§ **Problem details**: The records that follow must be reproduced in full, exactly as written.

***** Given data

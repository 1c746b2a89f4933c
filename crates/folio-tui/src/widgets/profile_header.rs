use ratatui::{
    buffer::Buffer,
    layout::{Alignment, Constraint, Layout, Rect},
    style::{Modifier, Style},
    text::{Line, Span},
    widgets::{Paragraph, Widget, Wrap},
};

use crate::app::App;
use crate::image::{ImageView, PlaceholderImage};

/// Avatar, counters, name, bio and the two profile buttons
pub struct ProfileHeaderWidget;

impl ProfileHeaderWidget {
    pub const HEIGHT: u16 = 10;

    const AVATAR_WIDTH: u16 = 10;
    const AVATAR_HEIGHT: u16 = 4;

    pub fn render(area: Rect, buf: &mut Buffer, app: &App) {
        let theme = &app.theme;
        let profile = &app.config.profile;
        let inner = Rect {
            x: area.x + 2,
            width: area.width.saturating_sub(4),
            ..area
        };
        if inner.width == 0 || area.height < Self::HEIGHT {
            return;
        }

        // Row 0 stays free for the refresh indicator
        let avatar = Rect::new(inner.x, area.y + 1, Self::AVATAR_WIDTH.min(inner.width), Self::AVATAR_HEIGHT);
        PlaceholderImage::default().render(&profile.avatar_url, avatar, buf, theme);

        let stats_area = Rect::new(
            avatar.right() + 2,
            area.y + 2,
            inner.right().saturating_sub(avatar.right() + 2),
            2,
        );
        let stats = [
            (profile.posts, "Posts"),
            (profile.followers, "Followers"),
            (profile.following, "Following"),
        ];
        let columns = Layout::horizontal([Constraint::Ratio(1, 3); 3]).split(stats_area);
        for ((count, label), column) in stats.iter().zip(columns.iter()) {
            Paragraph::new(vec![
                Line::from(Span::styled(
                    count.to_string(),
                    Style::default().fg(theme.fg1).add_modifier(Modifier::BOLD),
                )),
                Line::from(Span::styled(*label, Style::default().fg(theme.muted))),
            ])
            .alignment(Alignment::Center)
            .render(*column, buf);
        }

        buf.set_stringn(
            inner.x,
            area.y + 5,
            &profile.display_name,
            inner.width as usize,
            Style::default().fg(theme.fg1).add_modifier(Modifier::BOLD),
        );

        Paragraph::new(profile.bio.as_str())
            .style(Style::default().fg(theme.fg0))
            .wrap(Wrap { trim: true })
            .render(Rect::new(inner.x, area.y + 6, inner.width, 2), buf);

        let buttons = Layout::horizontal([Constraint::Ratio(1, 2); 2])
            .spacing(1)
            .split(Rect::new(inner.x, area.y + 8, inner.width, 1));
        for (label, button) in ["Edit Profile", "Share Profile"].iter().zip(buttons.iter()) {
            Paragraph::new(*label)
                .alignment(Alignment::Center)
                .style(
                    Style::default()
                        .fg(theme.fg1)
                        .bg(theme.bg2)
                        .add_modifier(Modifier::BOLD),
                )
                .render(*button, buf);
        }
    }
}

**********

§ **Answer for this exercise**:
repository 1c746b2a89f4933c
filename crates/folio-tui/src/widgets/profile_header.rs
use ratatui::{
    buffer::Buffer,
    layout::{Alignment, Constraint, Layout, Rect},
    style::{Modifier, Style},
    text::{Line, Span},
    widgets::{Paragraph, Widget, Wrap},
};

use crate::app::App;
use crate::image::{ImageView, PlaceholderImage};

/// Avatar, counters, name, bio and the two profile buttons
pub struct ProfileHeaderWidget;

impl ProfileHeaderWidget {
    pub const HEIGHT: u16 = 10;

    const AVATAR_WIDTH: u16 = 10;
    const AVATAR_HEIGHT: u16 = 4;

    pub fn render(area: Rect, buf: &mut Buffer, app: &App) {
        let theme = &app.theme;
        let profile = &app.config.profile;
        let inner = Rect {
            x: area.x + 2,
            width: area.width.saturating_sub(4),
            ..area
        };
        if inner.width == 0 || area.height < Self::HEIGHT {
            return;
        }

        // Row 0 stays free for the refresh indicator
        let avatar = Rect::new(inner.x, area.y + 1, Self::AVATAR_WIDTH.min(inner.width), Self::AVATAR_HEIGHT);
        PlaceholderImage::default().render(&profile.avatar_url, avatar, buf, theme);

        let stats_area = Rect::new(
            avatar.right() + 2,
            area.y + 2,
            inner.right().saturating_sub(avatar.right() + 2),
            2,
        );
        let stats = [
            (profile.posts, "Posts"),
            (profile.followers, "Followers"),
            (profile.following, "Following"),
        ];
        let columns = Layout::horizontal([Constraint::Ratio(1, 3); 3]).split(stats_area);
        for ((count, label), column) in stats.iter().zip(columns.iter()) {
            Paragraph::new(vec![
                Line::from(Span::styled(
                    count.to_string(),
                    Style::default().fg(theme.fg1).add_modifier(Modifier::BOLD),
                )),
                Line::from(Span::styled(*label, Style::default().fg(theme.muted))),
            ])
            .alignment(Alignment::Center)
            .render(*column, buf);
        }

        buf.set_stringn(
            inner.x,
            area.y + 5,
            &profile.display_name,
            inner.width as usize,
            Style::default().fg(theme.fg1).add_modifier(Modifier::BOLD),
        );

        Paragraph::new(profile.bio.as_str())
            .style(Style::default().fg(theme.fg0))
            .wrap(Wrap { trim: true })
            .render(Rect::new(inner.x, area.y + 6, inner.width, 2), buf);

        let buttons = Layout::horizontal([Constraint::Ratio(1, 2); 2])
            .spacing(1)
            .split(Rect::new(inner.x, area.y + 8, inner.width, 1));
        for (label, button) in ["Edit Profile", "Share Profile"].iter().zip(buttons.iter()) {
            Paragraph::new(*label)
                .alignment(Alignment::Center)
                .style(
                    Style::default()
                        .fg(theme.fg1)
                        .bg(theme.bg2)
                        .add_modifier(Modifier::BOLD),
                )
                .render(*button, buf);
        }
    }
}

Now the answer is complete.